Stored data entries
========================================================================

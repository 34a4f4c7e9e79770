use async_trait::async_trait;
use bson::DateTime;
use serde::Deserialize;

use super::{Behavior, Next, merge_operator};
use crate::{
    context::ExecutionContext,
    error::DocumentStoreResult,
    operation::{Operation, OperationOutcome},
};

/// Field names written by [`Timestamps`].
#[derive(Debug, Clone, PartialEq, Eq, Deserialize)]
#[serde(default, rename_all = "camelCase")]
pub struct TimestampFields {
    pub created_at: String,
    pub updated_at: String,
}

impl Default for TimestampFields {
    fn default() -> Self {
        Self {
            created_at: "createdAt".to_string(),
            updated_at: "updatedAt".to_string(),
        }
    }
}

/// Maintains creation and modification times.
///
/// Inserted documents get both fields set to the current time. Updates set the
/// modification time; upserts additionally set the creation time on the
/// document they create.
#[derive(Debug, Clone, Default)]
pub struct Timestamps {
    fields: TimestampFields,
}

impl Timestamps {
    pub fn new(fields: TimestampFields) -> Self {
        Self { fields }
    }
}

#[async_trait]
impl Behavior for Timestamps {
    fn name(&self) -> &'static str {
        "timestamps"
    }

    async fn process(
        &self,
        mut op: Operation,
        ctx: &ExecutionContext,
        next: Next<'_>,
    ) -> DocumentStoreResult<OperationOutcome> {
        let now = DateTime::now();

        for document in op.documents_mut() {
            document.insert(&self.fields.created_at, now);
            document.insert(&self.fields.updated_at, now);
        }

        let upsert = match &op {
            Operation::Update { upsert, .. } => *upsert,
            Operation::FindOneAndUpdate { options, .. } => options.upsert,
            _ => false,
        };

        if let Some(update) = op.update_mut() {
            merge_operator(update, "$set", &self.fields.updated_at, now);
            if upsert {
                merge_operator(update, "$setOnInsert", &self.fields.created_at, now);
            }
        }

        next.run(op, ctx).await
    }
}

========================================================================

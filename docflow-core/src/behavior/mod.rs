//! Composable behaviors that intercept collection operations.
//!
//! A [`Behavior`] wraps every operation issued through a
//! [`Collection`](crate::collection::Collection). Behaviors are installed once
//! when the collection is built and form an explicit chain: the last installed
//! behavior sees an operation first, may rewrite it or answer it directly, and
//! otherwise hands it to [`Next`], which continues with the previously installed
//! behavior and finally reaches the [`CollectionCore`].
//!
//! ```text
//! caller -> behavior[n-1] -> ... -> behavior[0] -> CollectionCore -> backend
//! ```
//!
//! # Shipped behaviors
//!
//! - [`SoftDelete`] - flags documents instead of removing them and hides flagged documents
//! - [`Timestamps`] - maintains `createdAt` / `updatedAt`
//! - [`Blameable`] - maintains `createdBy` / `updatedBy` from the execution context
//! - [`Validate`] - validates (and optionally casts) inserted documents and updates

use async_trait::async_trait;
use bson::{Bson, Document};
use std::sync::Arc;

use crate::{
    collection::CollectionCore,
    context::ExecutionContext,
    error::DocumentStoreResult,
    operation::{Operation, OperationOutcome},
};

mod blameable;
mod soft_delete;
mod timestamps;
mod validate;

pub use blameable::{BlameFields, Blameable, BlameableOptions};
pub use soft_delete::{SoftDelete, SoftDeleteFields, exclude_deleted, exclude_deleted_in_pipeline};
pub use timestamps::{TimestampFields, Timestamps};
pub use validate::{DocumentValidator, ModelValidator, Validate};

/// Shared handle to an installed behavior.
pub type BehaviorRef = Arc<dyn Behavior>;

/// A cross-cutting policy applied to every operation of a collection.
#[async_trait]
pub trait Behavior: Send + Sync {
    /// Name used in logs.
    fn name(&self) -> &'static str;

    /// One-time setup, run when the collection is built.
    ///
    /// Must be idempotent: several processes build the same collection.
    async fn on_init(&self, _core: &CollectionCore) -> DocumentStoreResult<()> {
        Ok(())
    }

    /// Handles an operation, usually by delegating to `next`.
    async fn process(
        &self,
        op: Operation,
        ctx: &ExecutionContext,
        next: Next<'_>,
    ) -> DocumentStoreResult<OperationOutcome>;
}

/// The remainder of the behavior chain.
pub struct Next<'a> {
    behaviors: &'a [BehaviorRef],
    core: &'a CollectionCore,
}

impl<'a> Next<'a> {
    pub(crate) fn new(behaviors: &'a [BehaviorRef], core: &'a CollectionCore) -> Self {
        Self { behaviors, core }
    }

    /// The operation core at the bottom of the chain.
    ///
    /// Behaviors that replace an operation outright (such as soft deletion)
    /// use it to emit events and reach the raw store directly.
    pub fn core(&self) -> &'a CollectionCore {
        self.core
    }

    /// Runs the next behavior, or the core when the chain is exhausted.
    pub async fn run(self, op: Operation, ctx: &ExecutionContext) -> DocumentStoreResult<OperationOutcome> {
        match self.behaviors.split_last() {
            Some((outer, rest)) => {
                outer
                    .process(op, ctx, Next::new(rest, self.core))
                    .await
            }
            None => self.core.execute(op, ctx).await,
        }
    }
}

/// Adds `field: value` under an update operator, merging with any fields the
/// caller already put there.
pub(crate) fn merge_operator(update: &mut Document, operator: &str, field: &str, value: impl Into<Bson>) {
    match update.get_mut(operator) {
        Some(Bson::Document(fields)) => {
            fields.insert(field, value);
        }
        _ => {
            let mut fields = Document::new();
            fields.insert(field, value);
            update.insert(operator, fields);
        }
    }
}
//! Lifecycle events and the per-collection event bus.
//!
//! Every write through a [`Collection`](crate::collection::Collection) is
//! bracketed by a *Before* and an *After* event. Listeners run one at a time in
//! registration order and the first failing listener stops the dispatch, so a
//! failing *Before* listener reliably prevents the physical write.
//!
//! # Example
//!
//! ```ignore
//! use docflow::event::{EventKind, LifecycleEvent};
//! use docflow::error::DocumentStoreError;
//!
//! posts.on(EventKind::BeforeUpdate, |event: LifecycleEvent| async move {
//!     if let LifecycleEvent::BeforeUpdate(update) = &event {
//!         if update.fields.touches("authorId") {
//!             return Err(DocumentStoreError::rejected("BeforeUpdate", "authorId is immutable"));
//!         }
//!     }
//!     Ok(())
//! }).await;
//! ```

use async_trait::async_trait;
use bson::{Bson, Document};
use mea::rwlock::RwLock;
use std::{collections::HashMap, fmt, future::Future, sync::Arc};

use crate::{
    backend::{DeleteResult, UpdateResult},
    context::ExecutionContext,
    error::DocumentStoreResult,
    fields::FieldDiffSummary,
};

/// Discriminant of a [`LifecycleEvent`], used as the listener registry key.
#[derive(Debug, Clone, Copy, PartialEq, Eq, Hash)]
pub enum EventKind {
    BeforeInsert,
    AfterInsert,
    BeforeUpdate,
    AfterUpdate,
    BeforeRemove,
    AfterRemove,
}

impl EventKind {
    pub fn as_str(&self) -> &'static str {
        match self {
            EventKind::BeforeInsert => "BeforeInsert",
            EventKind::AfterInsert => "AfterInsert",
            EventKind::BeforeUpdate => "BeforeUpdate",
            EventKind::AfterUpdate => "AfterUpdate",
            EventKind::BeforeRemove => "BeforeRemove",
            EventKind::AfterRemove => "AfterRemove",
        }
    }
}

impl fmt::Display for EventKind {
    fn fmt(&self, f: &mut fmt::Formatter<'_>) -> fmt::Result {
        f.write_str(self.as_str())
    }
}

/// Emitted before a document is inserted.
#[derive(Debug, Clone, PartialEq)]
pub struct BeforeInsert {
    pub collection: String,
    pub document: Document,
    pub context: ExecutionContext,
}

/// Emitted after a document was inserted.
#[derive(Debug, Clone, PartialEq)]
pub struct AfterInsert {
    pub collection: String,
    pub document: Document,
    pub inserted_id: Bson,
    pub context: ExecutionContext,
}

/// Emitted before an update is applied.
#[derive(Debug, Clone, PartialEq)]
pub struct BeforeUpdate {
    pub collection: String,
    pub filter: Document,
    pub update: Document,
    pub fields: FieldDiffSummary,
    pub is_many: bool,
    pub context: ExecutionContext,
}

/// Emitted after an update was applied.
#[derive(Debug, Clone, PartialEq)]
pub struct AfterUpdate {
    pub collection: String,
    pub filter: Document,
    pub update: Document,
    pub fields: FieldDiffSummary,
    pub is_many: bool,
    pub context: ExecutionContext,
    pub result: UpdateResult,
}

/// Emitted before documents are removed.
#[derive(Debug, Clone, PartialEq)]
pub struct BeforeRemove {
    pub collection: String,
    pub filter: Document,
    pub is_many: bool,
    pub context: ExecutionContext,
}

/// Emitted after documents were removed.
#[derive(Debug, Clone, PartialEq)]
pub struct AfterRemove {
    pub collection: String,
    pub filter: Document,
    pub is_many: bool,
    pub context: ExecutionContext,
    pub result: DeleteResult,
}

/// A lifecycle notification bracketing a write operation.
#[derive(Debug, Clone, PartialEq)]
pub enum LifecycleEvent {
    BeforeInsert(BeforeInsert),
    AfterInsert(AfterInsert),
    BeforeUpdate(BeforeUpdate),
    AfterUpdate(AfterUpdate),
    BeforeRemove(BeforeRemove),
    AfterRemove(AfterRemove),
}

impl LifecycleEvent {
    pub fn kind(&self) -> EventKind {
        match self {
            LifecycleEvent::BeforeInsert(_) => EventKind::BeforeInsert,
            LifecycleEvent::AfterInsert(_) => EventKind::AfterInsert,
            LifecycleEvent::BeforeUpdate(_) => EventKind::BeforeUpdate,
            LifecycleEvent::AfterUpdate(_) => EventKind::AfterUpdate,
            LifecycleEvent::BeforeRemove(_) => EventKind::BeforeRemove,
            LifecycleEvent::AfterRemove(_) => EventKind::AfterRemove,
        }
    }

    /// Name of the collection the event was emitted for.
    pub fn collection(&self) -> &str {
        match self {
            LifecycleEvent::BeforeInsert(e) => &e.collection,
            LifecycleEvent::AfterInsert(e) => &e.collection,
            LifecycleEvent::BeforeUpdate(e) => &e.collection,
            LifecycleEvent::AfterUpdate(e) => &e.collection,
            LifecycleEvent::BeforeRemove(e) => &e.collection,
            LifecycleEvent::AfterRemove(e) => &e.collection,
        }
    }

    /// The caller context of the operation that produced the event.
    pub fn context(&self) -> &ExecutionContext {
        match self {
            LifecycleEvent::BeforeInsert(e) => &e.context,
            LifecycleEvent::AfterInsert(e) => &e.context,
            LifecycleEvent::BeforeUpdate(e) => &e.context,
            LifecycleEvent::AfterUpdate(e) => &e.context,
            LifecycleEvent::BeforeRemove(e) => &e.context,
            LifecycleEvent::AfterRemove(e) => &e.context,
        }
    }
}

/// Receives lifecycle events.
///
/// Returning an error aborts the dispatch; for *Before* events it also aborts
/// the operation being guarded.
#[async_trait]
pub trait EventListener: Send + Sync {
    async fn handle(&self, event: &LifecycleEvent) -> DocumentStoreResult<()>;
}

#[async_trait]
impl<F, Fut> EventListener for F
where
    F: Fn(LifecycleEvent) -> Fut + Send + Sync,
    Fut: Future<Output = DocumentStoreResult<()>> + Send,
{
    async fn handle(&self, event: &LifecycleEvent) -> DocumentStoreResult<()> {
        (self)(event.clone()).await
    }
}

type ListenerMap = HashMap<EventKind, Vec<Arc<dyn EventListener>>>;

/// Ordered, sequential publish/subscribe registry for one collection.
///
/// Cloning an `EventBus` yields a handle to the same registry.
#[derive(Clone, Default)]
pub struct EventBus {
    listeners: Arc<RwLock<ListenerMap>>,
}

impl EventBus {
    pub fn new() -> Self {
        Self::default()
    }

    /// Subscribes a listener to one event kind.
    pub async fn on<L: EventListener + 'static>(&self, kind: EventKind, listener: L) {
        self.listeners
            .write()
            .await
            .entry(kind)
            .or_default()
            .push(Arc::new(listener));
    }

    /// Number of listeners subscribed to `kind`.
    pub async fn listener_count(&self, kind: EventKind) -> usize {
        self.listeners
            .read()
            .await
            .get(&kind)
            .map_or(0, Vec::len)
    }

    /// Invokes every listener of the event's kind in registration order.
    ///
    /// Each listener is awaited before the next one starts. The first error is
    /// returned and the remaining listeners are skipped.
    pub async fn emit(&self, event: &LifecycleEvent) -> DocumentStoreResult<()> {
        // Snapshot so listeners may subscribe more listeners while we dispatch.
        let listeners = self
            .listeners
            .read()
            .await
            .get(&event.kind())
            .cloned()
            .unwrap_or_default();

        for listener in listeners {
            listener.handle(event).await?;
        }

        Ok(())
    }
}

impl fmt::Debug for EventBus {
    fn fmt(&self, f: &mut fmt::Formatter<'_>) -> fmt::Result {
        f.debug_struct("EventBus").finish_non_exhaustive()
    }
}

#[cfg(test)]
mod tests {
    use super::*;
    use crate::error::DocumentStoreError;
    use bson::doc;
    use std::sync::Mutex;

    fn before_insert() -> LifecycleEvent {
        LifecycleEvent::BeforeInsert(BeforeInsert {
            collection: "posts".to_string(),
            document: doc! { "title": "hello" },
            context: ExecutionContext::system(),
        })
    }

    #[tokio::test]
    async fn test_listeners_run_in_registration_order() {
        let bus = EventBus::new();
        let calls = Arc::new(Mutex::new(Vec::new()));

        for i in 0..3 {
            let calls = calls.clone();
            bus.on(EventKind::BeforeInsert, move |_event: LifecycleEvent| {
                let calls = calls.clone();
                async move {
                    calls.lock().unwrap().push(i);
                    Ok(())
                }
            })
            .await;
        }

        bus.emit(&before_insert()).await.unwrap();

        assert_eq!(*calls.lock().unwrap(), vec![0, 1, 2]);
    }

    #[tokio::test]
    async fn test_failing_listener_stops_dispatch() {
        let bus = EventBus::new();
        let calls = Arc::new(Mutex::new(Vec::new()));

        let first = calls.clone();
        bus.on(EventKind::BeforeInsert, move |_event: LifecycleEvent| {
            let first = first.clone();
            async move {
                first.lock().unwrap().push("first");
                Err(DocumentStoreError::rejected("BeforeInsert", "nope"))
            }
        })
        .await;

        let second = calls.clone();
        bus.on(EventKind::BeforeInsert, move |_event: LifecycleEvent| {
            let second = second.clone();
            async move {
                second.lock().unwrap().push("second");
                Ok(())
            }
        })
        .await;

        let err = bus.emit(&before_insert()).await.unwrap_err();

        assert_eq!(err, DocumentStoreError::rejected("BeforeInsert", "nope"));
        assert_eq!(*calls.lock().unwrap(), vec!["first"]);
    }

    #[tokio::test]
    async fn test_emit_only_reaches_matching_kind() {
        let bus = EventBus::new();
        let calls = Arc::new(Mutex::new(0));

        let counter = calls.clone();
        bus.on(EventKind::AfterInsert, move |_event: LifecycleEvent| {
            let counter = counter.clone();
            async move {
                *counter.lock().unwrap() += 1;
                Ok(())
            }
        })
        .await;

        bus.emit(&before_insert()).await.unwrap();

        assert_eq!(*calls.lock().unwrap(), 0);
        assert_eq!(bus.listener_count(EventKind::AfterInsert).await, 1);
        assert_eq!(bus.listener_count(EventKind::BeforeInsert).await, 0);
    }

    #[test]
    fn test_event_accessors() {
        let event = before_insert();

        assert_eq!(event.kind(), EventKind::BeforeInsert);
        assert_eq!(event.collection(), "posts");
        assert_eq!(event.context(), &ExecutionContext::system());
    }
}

========================================================================

=== Exercise description ===
Copy each line above that contains the word "counter".

=== Response below ===
        let counter = calls.clone();
            let counter = counter.clone();
                *counter.lock().unwrap() += 1;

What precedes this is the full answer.